> _Task instructions_: Please reproduce exactly the lines from the start of the records through the one containing "Hash, Serialize, Deserialize)]", and nothing more.

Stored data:

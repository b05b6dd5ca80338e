pub mod config;
pub mod db;
pub mod error;

pub use config::Config;
pub use db::{Account, AccountPatch, AccountStore, NewAccount};
pub use error::StoreError;
//! Advanced Pattern Detectors
//!
//! Boolean triggers over the tail of history, each with a fixed confidence:
//! - **streak**: last 4+ identical → continue (0.62)
//! - **alternating**: last 5+ strictly alternating → opposite of last (0.68)
//! - **double_pair**: last 4 shaped AABB → A (0.60)
//! - **cyclic_repeat**: last p equal the p before them, p in 3..=8 → the
//!   outcome p positions back from the forecast slot (0.72)
//!
//! Readings are reported alongside the prediction and do not vote. Their
//! track record lives in `SessionStats::pattern_confidence` and is reported
//! as `reliability`.

use serde::{Deserialize, Serialize};
use std::fmt;

use crate::domain::{encode, tail_streak, Outcome, SessionStats};

pub const STREAK_MIN: usize = 4;
pub const ALTERNATING_MIN: usize = 5;
pub const MIN_CYCLE: usize = 3;
pub const MAX_CYCLE: usize = 8;

#[derive(Debug, Clone, Copy, PartialEq, Eq, PartialOrd, Ord, Hash, Serialize, Deserialize)]
#[serde(rename_all = "snake_case")]
pub enum DetectorKind {
    Streak,
    Alternating,
    DoublePair,
    CyclicRepeat,
}

impl DetectorKind {
    pub const ALL: [DetectorKind; 4] = [
        Self::Streak,
        Self::Alternating,
        Self::DoublePair,
        Self::CyclicRepeat,
    ];

    pub fn name(&self) -> &'static str {
        match self {
            Self::Streak => "streak",
            Self::Alternating => "alternating",
            Self::DoublePair => "double_pair",
            Self::CyclicRepeat => "cyclic_repeat",
        }
    }

    /// Fixed confidence reported when the detector fires
    pub fn base_confidence(&self) -> f64 {
        match self {
            Self::Streak => 0.62,
            Self::Alternating => 0.68,
            Self::DoublePair => 0.60,
            Self::CyclicRepeat => 0.72,
        }
    }

    /// Prediction and rationale when the detector fires on `history`
    pub fn detect(&self, history: &[Outcome]) -> Option<(Outcome, String)> {
        match self {
            Self::Streak => streak(history),
            Self::Alternating => alternating(history),
            Self::DoublePair => double_pair(history),
            Self::CyclicRepeat => cyclic_repeat(history),
        }
    }
}

impl fmt::Display for DetectorKind {
    fn fmt(&self, f: &mut fmt::Formatter<'_>) -> fmt::Result {
        write!(f, "{}", self.name())
    }
}

/// A detector that fired
#[derive(Debug, Clone, PartialEq, Serialize, Deserialize)]
pub struct DetectorSignal {
    pub detector: DetectorKind,
    pub prediction: Outcome,
    pub confidence: f64,
    /// Session-adjusted confidence from the detector's track record
    pub reliability: f64,
    pub rationale: String,
}

fn streak(history: &[Outcome]) -> Option<(Outcome, String)> {
    let (side, len) = tail_streak(history)?;
    (len >= STREAK_MIN).then(|| (side, format!("{}-long {} streak continues", len, side)))
}

fn alternating(history: &[Outcome]) -> Option<(Outcome, String)> {
    if history.len() < ALTERNATING_MIN {
        return None;
    }
    let tail = &history[history.len() - ALTERNATING_MIN..];
    let strict = tail.windows(2).all(|w| w[0] != w[1]);
    let last = *tail.last()?;
    strict.then(|| (last.opposite(), format!("alternation {} continues", encode(tail))))
}

fn double_pair(history: &[Outcome]) -> Option<(Outcome, String)> {
    let tail = history.get(history.len().checked_sub(4)?..)?;
    let shaped = tail[0] == tail[1] && tail[2] == tail[3] && tail[1] != tail[2];
    shaped.then(|| (tail[0], format!("double pair {} repeats", encode(tail))))
}

fn cyclic_repeat(history: &[Outcome]) -> Option<(Outcome, String)> {
    let n = history.len();
    (MIN_CYCLE..=MAX_CYCLE)
        .filter(|&p| n >= 2 * p)
        .find(|&p| (n - p..n).all(|i| history[i] == history[i - p]))
        .map(|p| {
            let prediction = history[n - p];
            (
                prediction,
                format!("cycle of {} ({}) repeats", p, encode(&history[n - p..])),
            )
        })
}

/// Run every detector and collect those that fire
pub fn detect_all(history: &[Outcome], stats: &SessionStats) -> Vec<DetectorSignal> {
    DetectorKind::ALL
        .iter()
        .filter_map(|kind| {
            let (prediction, rationale) = kind.detect(history)?;
            Some(DetectorSignal {
                detector: *kind,
                prediction,
                confidence: kind.base_confidence(),
                reliability: stats
                    .detector_confidence(kind.name())
                    .unwrap_or_else(|| kind.base_confidence()),
                rationale,
            })
        })
        .collect()
}

#[cfg(test)]
mod tests {
    use super::*;
    use crate::strategy::models::fixtures::parse;
    use Outcome::{Tai, Xiu};

    fn fired(history: &str) -> Vec<DetectorKind> {
        detect_all(&parse(history), &SessionStats::default())
            .into_iter()
            .map(|s| s.detector)
            .collect()
    }

    #[test]
    fn test_streak_detector() {
        assert_eq!(streak(&parse("XTTTT")).map(|(o, _)| o), Some(Tai));
        assert!(streak(&parse("TTT")).is_none());
    }

    #[test]
    fn test_alternating_detector() {
        let signals = detect_all(&parse("TXTXT"), &SessionStats::default());
        assert_eq!(signals.len(), 1);
        assert_eq!(signals[0].detector, DetectorKind::Alternating);
        assert_eq!(signals[0].prediction, Xiu);
        assert_eq!(signals[0].confidence, 0.68);
        assert!(alternating(&parse("TXTX")).is_none());
        assert!(alternating(&parse("TXTTX")).is_none());
    }

    #[test]
    fn test_double_pair_detector() {
        assert_eq!(double_pair(&parse("TTXX")).map(|(o, _)| o), Some(Tai));
        assert_eq!(double_pair(&parse("TXXTT")).map(|(o, _)| o), Some(Xiu));
        assert!(double_pair(&parse("TTTT")).is_none());
        assert!(double_pair(&parse("TXX")).is_none());
    }

    #[test]
    fn test_cyclic_repeat_shortest_period_wins() {
        // Period 3 and period 6 both repeat
        let history = parse("TTXTTXTTXTTX");
        let (prediction, rationale) = cyclic_repeat(&history).unwrap();
        assert!(rationale.starts_with("cycle of 3"));
        assert_eq!(prediction, Tai);
    }

    #[test]
    fn test_cyclic_repeat_needs_two_periods() {
        assert!(cyclic_repeat(&parse("TXXTX")).is_none());
        assert!(cyclic_repeat(&parse("TXTTXT")).is_some());
    }

    #[test]
    fn test_nothing_fires_on_short_history() {
        assert!(fired("").is_empty());
        assert!(fired("TX").is_empty());
    }

    #[test]
    fn test_reliability_follows_session_stats() {
        let mut stats = SessionStats::default();
        stats.register_detector("streak", 0.62);
        stats.adjust_detector("streak", false);
        let signals = detect_all(&parse("TTTTT"), &stats);
        let streak = signals.iter().find(|s| s.detector == DetectorKind::Streak).unwrap();
        assert_eq!(streak.confidence, 0.62);
        assert!((streak.reliability - 0.62 * 0.9).abs() < 1e-9);
    }
}
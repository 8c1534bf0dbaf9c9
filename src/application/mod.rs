pub mod orchestrator;

pub use orchestrator::{
    OrchestratorError, PerformanceReport, PredictionOrchestrator, RoundForecast,
};
//! CLI Commands
//!
//! Argument definitions for the `taixiu` binary.

use clap::{Parser, Subcommand};
use std::path::PathBuf;

/// Environment override for the configuration file path
pub const CONFIG_ENV: &str = "TAIXIU_CONFIG";

/// Default configuration file, used when present
pub const DEFAULT_CONFIG_PATH: &str = "config/default.toml";

/// Taixiu - adaptive ensemble predictor for Tai/Xiu rounds
#[derive(Parser, Debug)]
#[command(
    name = "taixiu",
    version = env!("CARGO_PKG_VERSION"),
    author = env!("CARGO_PKG_AUTHORS"),
    about = "Adaptive ensemble predictor for Tai/Xiu round outcomes",
    long_about = "Replays recorded rounds through an ensemble of pattern, trend, \
                  mean-reversion, momentum and streak-break models whose weights \
                  follow their observed accuracy, and forecasts the next round."
)]
pub struct CliApp {
    /// The command to execute
    #[command(subcommand)]
    pub command: Command,

    /// Enable verbose logging
    #[arg(short, long, global = true)]
    pub verbose: bool,

    /// Enable debug logging
    #[arg(long, global = true)]
    pub debug: bool,
}

/// Available commands
#[derive(Subcommand, Debug)]
pub enum Command {
    /// Replay a round feed, printing a forecast after every round
    Replay(ReplayCmd),

    /// Ingest a whole round feed and print the final forecast as JSON
    Predict(PredictCmd),

    /// Validate a configuration file
    CheckConfig(CheckConfigCmd),
}

/// Replay a round feed
#[derive(Parser, Debug)]
pub struct ReplayCmd {
    /// JSON round feed (array or single record); falls back to TAIXIU_HISTORY
    /// and then `[feed].input`
    #[arg(short, long, value_name = "FILE")]
    pub input: Option<PathBuf>,

    /// Path to configuration file; falls back to TAIXIU_CONFIG
    #[arg(short, long, value_name = "FILE")]
    pub config: Option<PathBuf>,

    /// Print forecasts as JSON lines
    #[arg(long)]
    pub json: bool,
}

/// Forecast after a whole feed
#[derive(Parser, Debug)]
pub struct PredictCmd {
    /// JSON round feed (array or single record); falls back to TAIXIU_HISTORY
    /// and then `[feed].input`
    #[arg(short, long, value_name = "FILE")]
    pub input: Option<PathBuf>,

    /// Path to configuration file; falls back to TAIXIU_CONFIG
    #[arg(short, long, value_name = "FILE")]
    pub config: Option<PathBuf>,

    /// Include model opinions, weights and diagnostics
    #[arg(long)]
    pub detailed: bool,
}

/// Validate configuration
#[derive(Parser, Debug)]
pub struct CheckConfigCmd {
    /// Path to configuration file; falls back to TAIXIU_CONFIG
    #[arg(short, long, value_name = "FILE")]
    pub config: Option<PathBuf>,
}

/// Configuration path from the flag, then TAIXIU_CONFIG, then the default
/// file when it exists
pub fn resolve_config_path(flag: Option<PathBuf>) -> Option<PathBuf> {
    flag.or_else(|| {
        std::env::var(CONFIG_ENV)
            .ok()
            .filter(|p| !p.is_empty())
            .map(PathBuf::from)
    })
    .or_else(|| {
        let default = PathBuf::from(DEFAULT_CONFIG_PATH);
        default.exists().then_some(default)
    })
}

#[cfg(test)]
mod tests {
    use super::*;

    #[test]
    fn test_parse_replay() {
        let app = CliApp::parse_from(["taixiu", "-v", "replay", "--input", "rounds.json", "--json"]);
        assert!(app.verbose);
        match app.command {
            Command::Replay(cmd) => {
                assert_eq!(cmd.input, Some(PathBuf::from("rounds.json")));
                assert!(cmd.json);
                assert!(cmd.config.is_none());
            }
            other => panic!("unexpected command {:?}", other),
        }
    }

    #[test]
    fn test_parse_check_config() {
        let app = CliApp::parse_from(["taixiu", "check-config", "-c", "custom.toml", "--debug"]);
        assert!(app.debug);
        assert!(matches!(app.command, Command::CheckConfig(_)));
    }

    #[test]
    fn test_explicit_config_path_wins() {
        let path = resolve_config_path(Some(PathBuf::from("mine.toml")));
        assert_eq!(path, Some(PathBuf::from("mine.toml")));
    }
}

> _Answer area_:
repository b05b6dd5ca80338e
pub mod config;
pub mod db;
pub mod error;

pub use config::Config;
pub use db::{Account, AccountPatch, AccountStore, NewAccount};
pub use error::StoreError;
//! Advanced Pattern Detectors
//!
//! Boolean triggers over the tail of history, each with a fixed confidence:
//! - **streak**: last 4+ identical → continue (0.62)
//! - **alternating**: last 5+ strictly alternating → opposite of last (0.68)
//! - **double_pair**: last 4 shaped AABB → A (0.60)
//! - **cyclic_repeat**: last p equal the p before them, p in 3..=8 → the
//!   outcome p positions back from the forecast slot (0.72)
//!
//! Readings are reported alongside the prediction and do not vote. Their
//! track record lives in `SessionStats::pattern_confidence` and is reported
//! as `reliability`.

use serde::{Deserialize, Serialize};
use std::fmt;

use crate::domain::{encode, tail_streak, Outcome, SessionStats};

pub const STREAK_MIN: usize = 4;
pub const ALTERNATING_MIN: usize = 5;
pub const MIN_CYCLE: usize = 3;
pub const MAX_CYCLE: usize = 8;

#[derive(Debug, Clone, Copy, PartialEq, Eq, PartialOrd, Ord, Hash, Serialize, Deserialize)]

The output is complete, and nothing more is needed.